Foto: Alan Santos/PR

Política tarifária dos Estados Unidos pode gerar efeito bumerangue e expõe fragilidade dos EUA frente ao Brasil e aos Brics

O tarifaço anunciado pelo presidente norte-americano Donald Trump contra produtos brasileiros, inicialmente promovido como um golpe de força de 50% sobre exportações nacionais, rapidamente perdeu potência. Com 694 itens retirados da lista, a medida revelou-se menos um ato de autoridade e mais um gesto simbólico e errático, escancarando o enfraquecimento da política econômica dos Estados Unidos frente à ascensão de países emergentes.

O efeito, resumidamente, pode ser o hambúrguer mais caro para os norte-americanos, enquanto a picanha fica mais barata no Brasil, abrindo caminho para Lula enfim cumprir a sua promessa de campanha. Com a aplicação da tarifa sobre a carne bovina brasileira, especialmente os cortes usados na produção de hambúrgueres, o mercado norte-americano enfrentará elevação imediata nos preços. A indústria alimentícia dos Estados Unidos depende das importações brasileiras para os cortes dianteiros — e já começa a repassar o custo ao consumidor.

Ironia da história: enquanto o hambúrguer encarece no McDonald’s, a picanha prometida por Lula aos brasileiros pode se tornar mais acessível. Com exportações redirecionadas ao mercado interno, frigoríficos e produtores aumentam a oferta nacional. Esse movimento tende a se refletir também em outros produtos de consumo, como peixes, crustáceos e frutas — incluindo salmão, camarão e laranja.

Suco de laranja e outras commodities, mesmo mantendo a taxação, seguem o mesmo ciclo. O preço da laranja-pera caiu mais de 9% em julho, e o café apresentou leve recuo. Enquanto o consumidor norte-americano paga mais, o brasileiro pode até se beneficiar de um mercado reposicionado pós-tarifaço.

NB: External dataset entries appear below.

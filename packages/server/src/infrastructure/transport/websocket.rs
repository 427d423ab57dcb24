//! WebSocket を使ったトランスポート実装
//!
//! ## 責務
//!
//! - 分割された WebSocket の受信側をテキストペイロードのストリームとして扱う
//! - ドメインの `Message` を JSON（`RoomMessage`）としてテキストフレームで送信する

use async_trait::async_trait;
use axum::extract::ws::{Message as Frame, WebSocket};
use futures_util::{
    sink::SinkExt,
    stream::{SplitSink, SplitStream, StreamExt},
};

use crate::{
    domain::{InboundTransport, Message, OutboundTransport, TransportError},
    infrastructure::dto::websocket::RoomMessage,
};

/// Read half of an axum [`WebSocket`].
pub struct WebSocketReader {
    stream: SplitStream<WebSocket>,
}

/// Write half of an axum [`WebSocket`].
pub struct WebSocketWriter {
    sink: SplitSink<WebSocket, Frame>,
}

/// Split a socket into its transport halves.
pub fn split(socket: WebSocket) -> (WebSocketReader, WebSocketWriter) {
    let (sink, stream) = socket.split();
    (WebSocketReader { stream }, WebSocketWriter { sink })
}

#[async_trait]
impl InboundTransport for WebSocketReader {
    async fn receive_text(&mut self) -> Result<String, TransportError> {
        while let Some(frame) = self.stream.next().await {
            let frame = frame.map_err(|e| TransportError::Io(e.to_string()))?;
            match frame {
                Frame::Text(text) => return Ok(text.to_string()),
                Frame::Binary(data) => match String::from_utf8(data.to_vec()) {
                    Ok(text) => return Ok(text),
                    Err(_) => {
                        tracing::debug!("Ignoring non-UTF-8 binary frame ({} bytes)", data.len());
                    }
                },
                Frame::Close(_) => return Err(TransportError::Closed),
                // Ping/pong is handled automatically by the WebSocket protocol
                Frame::Ping(_) | Frame::Pong(_) => {}
            }
        }
        Err(TransportError::Closed)
    }
}

#[async_trait]
impl OutboundTransport for WebSocketWriter {
    async fn send_message(&mut self, message: &Message) -> Result<(), TransportError> {
        let dto = RoomMessage::from(message.clone());
        let json = serde_json::to_string(&dto).map_err(|e| TransportError::Encode(e.to_string()))?;
        self.sink
            .send(Frame::Text(json.into()))
            .await
            .map_err(|e| TransportError::Io(e.to_string()))
    }

    async fn close(&mut self) -> Result<(), TransportError> {
        self.sink
            .close()
            .await
            .map_err(|e| TransportError::Io(e.to_string()))
    }
}
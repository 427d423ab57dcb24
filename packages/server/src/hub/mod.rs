//! The hub: single authority over room membership and message fan-out.
//!
//! [`Hub`] is a cloneable handle that submits events into one bounded
//! ingress channel. [`Coordinator::run`] is the only code that reads or
//! writes the membership map, processing one event at a time to completion.
//! Every member therefore observes chat messages and roster snapshots in the
//! same relative order.

mod coordinator;
mod event;
mod guard;

use tokio::sync::{mpsc, oneshot};

use crate::domain::{ConnectionId, HubError, Message, Participant};

pub use coordinator::Coordinator;
pub use guard::LeaveGuard;

use event::HubEvent;

/// Default number of events buffered at the hub's ingress.
pub const DEFAULT_INGRESS_CAPACITY: usize = 256;

/// Default number of slots in each connection's delivery queue.
pub const DEFAULT_DELIVERY_CAPACITY: usize = 256;

/// Hub sizing.
#[derive(Debug, Clone, Copy, PartialEq, Eq)]
pub struct HubConfig {
    /// Capacity of the shared event ingress
    pub ingress_capacity: usize,
    /// Capacity of every connection's delivery queue
    pub delivery_capacity: usize,
}

impl Default for HubConfig {
    fn default() -> Self {
        Self {
            ingress_capacity: DEFAULT_INGRESS_CAPACITY,
            delivery_capacity: DEFAULT_DELIVERY_CAPACITY,
        }
    }
}

/// Handle used by connections and handlers to talk to the coordinator.
#[derive(Debug, Clone)]
pub struct Hub {
    events: mpsc::Sender<HubEvent>,
    delivery_capacity: usize,
}

impl Hub {
    /// Create a hub and the coordinator that must be run for its lifetime.
    ///
    /// Events submitted before [`Coordinator::run`] starts are buffered and
    /// processed in order once it does.
    ///
    /// # Example
    ///
    /// ```ignore
    /// let (hub, coordinator) = Hub::new(HubConfig::default());
    /// tokio::spawn(coordinator.run());
    /// ```
    pub fn new(config: HubConfig) -> (Self, Coordinator) {
        let (events, receiver) = mpsc::channel(config.ingress_capacity.max(1));
        let hub = Self {
            events,
            delivery_capacity: config.delivery_capacity.max(1),
        };
        (hub, Coordinator::new(receiver))
    }

    /// Capacity for the delivery queue of connections joining this hub.
    pub fn delivery_capacity(&self) -> usize {
        self.delivery_capacity
    }

    /// Admit a participant to the room.
    ///
    /// The returned guard issues the matching leave, either explicitly via
    /// [`LeaveGuard::leave`] or when dropped.
    pub async fn join<P>(&self, participant: P) -> Result<LeaveGuard, HubError>
    where
        P: Participant + 'static,
    {
        let id = participant.id();
        self.submit(HubEvent::Join(Box::new(participant))).await?;
        Ok(LeaveGuard::new(self.clone(), id))
    }

    /// Remove a participant. A no-op if it is not (or no longer) a member.
    pub async fn leave(&self, id: ConnectionId) -> Result<(), HubError> {
        self.submit(HubEvent::Leave(id)).await
    }

    /// Submit a message from member `from` for delivery to every member at processing time.
    ///
    /// Dropped by the coordinator if `from` is no longer a member.
    pub async fn forward(&self, from: ConnectionId, message: Message) -> Result<(), HubError> {
        self.submit(HubEvent::Forward { from, message }).await
    }

    /// Current roster, as seen by the coordinator.
    pub async fn roster(&self) -> Result<Vec<String>, HubError> {
        let (reply, response) = oneshot::channel();
        self.submit(HubEvent::Snapshot(reply)).await?;
        response.await.map_err(|_| HubError::Unavailable)
    }

    async fn submit(&self, event: HubEvent) -> Result<(), HubError> {
        self.events
            .send(event)
            .await
            .map_err(|_| HubError::Unavailable)
    }

    /// Submit a leave without awaiting, for use from `Drop`.
    fn leave_detached(&self, id: ConnectionId) {
        match self.events.try_send(HubEvent::Leave(id)) {
            Ok(()) => {}
            Err(mpsc::error::TrySendError::Full(event)) => {
                let events = self.events.clone();
                match tokio::runtime::Handle::try_current() {
                    Ok(runtime) => {
                        runtime.spawn(async move {
                            let _ = events.send(event).await;
                        });
                    }
                    Err(_) => {
                        tracing::error!("No runtime to deliver leave for connection '{}'", id);
                    }
                }
            }
            Err(mpsc::error::TrySendError::Closed(_)) => {
                tracing::debug!("Hub already stopped; dropping leave for '{}'", id);
            }
        }
    }
}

Alexandre de Moraes vira alvo, responde com constitucionalidade e assiste futebol

Entre os desdobramentos mais controversos do episódio envolvendo o tresloucado Trump está a inclusão do ministro Alexandre de Moraes na Lei Magnitsky. A tentativa de puni-lo com bloqueio de bens e restrições de entrada nos Estados Unidos configura uma clara ingerência nos assuntos internos do Brasil, sobretudo no Judiciário.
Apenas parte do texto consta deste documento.